→ **TASK TO COMPLETE**: Filter the records for "ItemCatalog" and keep each line that has it.
==== DATA ====
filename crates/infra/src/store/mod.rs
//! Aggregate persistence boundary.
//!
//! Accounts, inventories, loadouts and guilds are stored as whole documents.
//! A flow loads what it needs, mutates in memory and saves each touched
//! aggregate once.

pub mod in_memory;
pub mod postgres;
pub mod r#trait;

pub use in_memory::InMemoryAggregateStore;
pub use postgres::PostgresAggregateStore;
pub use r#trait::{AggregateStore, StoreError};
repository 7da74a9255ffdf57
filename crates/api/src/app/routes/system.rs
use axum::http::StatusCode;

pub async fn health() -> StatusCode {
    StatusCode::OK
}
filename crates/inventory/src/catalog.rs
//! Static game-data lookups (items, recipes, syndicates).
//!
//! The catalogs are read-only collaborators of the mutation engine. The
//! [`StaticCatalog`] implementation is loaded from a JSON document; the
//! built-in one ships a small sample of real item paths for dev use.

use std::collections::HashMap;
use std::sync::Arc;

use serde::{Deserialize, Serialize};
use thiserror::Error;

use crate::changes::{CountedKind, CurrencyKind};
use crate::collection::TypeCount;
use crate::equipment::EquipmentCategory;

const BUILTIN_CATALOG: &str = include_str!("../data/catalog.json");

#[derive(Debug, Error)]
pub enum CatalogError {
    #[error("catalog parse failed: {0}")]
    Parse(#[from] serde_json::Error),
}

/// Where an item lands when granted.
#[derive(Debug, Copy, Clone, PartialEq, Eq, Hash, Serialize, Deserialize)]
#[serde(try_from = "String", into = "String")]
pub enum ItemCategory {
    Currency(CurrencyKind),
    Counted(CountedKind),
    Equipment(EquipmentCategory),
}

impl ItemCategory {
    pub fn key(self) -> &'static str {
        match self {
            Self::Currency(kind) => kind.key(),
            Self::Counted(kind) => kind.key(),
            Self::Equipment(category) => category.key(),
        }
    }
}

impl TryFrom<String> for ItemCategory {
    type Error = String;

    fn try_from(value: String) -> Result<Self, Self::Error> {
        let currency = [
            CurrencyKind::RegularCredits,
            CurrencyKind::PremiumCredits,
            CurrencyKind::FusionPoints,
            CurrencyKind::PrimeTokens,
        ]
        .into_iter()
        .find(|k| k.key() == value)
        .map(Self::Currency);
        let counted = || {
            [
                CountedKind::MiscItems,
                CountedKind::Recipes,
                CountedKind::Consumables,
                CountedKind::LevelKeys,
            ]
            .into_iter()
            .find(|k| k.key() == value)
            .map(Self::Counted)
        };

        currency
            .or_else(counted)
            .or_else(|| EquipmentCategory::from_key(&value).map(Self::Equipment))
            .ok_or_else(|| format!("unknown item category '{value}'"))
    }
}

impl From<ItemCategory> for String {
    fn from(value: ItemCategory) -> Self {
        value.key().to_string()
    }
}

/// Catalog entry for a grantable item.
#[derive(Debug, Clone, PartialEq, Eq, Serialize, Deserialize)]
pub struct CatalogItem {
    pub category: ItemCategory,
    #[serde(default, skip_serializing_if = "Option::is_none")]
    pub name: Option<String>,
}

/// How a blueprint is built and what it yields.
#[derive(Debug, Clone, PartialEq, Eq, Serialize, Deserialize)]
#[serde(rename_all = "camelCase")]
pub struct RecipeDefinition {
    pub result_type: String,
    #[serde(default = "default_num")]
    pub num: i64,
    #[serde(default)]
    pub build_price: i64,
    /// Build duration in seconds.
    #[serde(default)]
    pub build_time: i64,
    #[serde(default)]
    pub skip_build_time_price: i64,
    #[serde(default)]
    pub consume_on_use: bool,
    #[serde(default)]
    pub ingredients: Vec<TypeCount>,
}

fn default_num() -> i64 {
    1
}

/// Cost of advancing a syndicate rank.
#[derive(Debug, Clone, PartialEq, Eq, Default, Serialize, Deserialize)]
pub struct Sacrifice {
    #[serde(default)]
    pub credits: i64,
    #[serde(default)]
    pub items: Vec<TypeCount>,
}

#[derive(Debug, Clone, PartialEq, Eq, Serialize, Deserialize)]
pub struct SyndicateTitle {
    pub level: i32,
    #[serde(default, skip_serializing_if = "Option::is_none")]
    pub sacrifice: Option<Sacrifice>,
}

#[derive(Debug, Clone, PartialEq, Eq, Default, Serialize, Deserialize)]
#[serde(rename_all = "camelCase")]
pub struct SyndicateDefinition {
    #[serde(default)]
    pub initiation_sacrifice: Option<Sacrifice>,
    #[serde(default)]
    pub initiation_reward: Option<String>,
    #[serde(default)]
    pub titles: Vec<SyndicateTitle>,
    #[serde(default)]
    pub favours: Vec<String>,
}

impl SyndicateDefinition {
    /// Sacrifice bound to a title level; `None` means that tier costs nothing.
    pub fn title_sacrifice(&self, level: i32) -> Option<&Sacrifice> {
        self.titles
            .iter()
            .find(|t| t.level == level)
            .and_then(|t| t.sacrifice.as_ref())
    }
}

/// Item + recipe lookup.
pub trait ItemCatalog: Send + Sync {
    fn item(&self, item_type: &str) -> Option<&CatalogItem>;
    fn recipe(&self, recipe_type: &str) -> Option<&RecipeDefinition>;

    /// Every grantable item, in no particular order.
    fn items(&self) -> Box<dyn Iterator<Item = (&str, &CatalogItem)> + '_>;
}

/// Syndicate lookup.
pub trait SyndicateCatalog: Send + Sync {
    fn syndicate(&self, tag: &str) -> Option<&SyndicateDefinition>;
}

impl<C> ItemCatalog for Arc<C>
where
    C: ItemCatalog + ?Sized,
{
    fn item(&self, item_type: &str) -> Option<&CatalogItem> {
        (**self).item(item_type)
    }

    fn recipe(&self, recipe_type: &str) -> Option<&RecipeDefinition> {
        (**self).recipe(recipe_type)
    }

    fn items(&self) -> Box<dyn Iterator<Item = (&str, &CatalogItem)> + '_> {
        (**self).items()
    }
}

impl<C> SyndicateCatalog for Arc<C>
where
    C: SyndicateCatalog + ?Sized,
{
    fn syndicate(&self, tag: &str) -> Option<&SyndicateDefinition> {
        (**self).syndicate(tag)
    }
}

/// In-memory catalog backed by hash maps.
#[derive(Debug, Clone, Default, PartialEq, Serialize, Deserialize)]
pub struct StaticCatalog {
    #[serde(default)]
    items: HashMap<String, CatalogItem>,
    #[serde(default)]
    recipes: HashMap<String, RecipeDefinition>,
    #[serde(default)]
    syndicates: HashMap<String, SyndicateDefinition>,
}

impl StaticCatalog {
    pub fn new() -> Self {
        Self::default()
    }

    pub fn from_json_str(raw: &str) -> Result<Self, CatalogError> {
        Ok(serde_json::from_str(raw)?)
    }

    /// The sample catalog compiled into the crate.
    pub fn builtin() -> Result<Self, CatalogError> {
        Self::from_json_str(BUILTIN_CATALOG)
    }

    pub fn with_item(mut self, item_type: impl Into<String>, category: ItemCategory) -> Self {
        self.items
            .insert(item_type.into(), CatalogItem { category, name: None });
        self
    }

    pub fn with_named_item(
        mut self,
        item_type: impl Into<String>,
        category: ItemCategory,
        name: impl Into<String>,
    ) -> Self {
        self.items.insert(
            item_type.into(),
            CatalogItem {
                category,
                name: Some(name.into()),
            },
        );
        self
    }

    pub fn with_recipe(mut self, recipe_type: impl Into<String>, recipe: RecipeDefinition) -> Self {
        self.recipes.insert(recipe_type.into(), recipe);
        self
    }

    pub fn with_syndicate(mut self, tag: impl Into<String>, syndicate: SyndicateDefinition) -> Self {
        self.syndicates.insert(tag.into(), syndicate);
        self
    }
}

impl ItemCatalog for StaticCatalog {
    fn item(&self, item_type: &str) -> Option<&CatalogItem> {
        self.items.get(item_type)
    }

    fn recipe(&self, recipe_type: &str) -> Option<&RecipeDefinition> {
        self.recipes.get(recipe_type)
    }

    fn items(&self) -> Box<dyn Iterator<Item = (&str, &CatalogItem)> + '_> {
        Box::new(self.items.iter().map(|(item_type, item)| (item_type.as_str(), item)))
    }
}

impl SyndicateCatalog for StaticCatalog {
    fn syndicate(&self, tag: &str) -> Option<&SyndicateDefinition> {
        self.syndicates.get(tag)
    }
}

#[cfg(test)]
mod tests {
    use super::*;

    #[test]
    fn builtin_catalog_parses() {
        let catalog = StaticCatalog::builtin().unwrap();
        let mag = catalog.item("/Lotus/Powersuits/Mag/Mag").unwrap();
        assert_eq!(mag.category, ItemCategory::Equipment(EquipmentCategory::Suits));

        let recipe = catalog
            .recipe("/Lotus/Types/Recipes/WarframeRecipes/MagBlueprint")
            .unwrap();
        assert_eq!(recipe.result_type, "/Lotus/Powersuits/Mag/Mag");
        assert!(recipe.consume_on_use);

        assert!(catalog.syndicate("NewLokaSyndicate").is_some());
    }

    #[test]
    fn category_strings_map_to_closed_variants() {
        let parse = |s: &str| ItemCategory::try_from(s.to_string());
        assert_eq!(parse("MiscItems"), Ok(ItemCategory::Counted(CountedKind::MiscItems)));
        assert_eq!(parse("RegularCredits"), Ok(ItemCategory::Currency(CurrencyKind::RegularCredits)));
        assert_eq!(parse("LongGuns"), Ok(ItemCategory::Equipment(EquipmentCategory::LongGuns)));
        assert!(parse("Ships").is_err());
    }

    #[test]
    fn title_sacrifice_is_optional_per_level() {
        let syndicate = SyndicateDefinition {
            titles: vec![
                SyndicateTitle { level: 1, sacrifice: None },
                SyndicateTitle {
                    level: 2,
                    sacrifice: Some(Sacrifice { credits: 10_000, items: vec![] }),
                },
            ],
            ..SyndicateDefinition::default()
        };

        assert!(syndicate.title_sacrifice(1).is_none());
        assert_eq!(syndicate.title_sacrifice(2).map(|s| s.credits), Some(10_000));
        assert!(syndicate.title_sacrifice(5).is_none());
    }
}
====
→ **COMPLETED TASK**:
pub trait ItemCatalog: Send + Sync {
impl<C> ItemCatalog for Arc<C>
    C: ItemCatalog + ?Sized,
impl ItemCatalog for StaticCatalog {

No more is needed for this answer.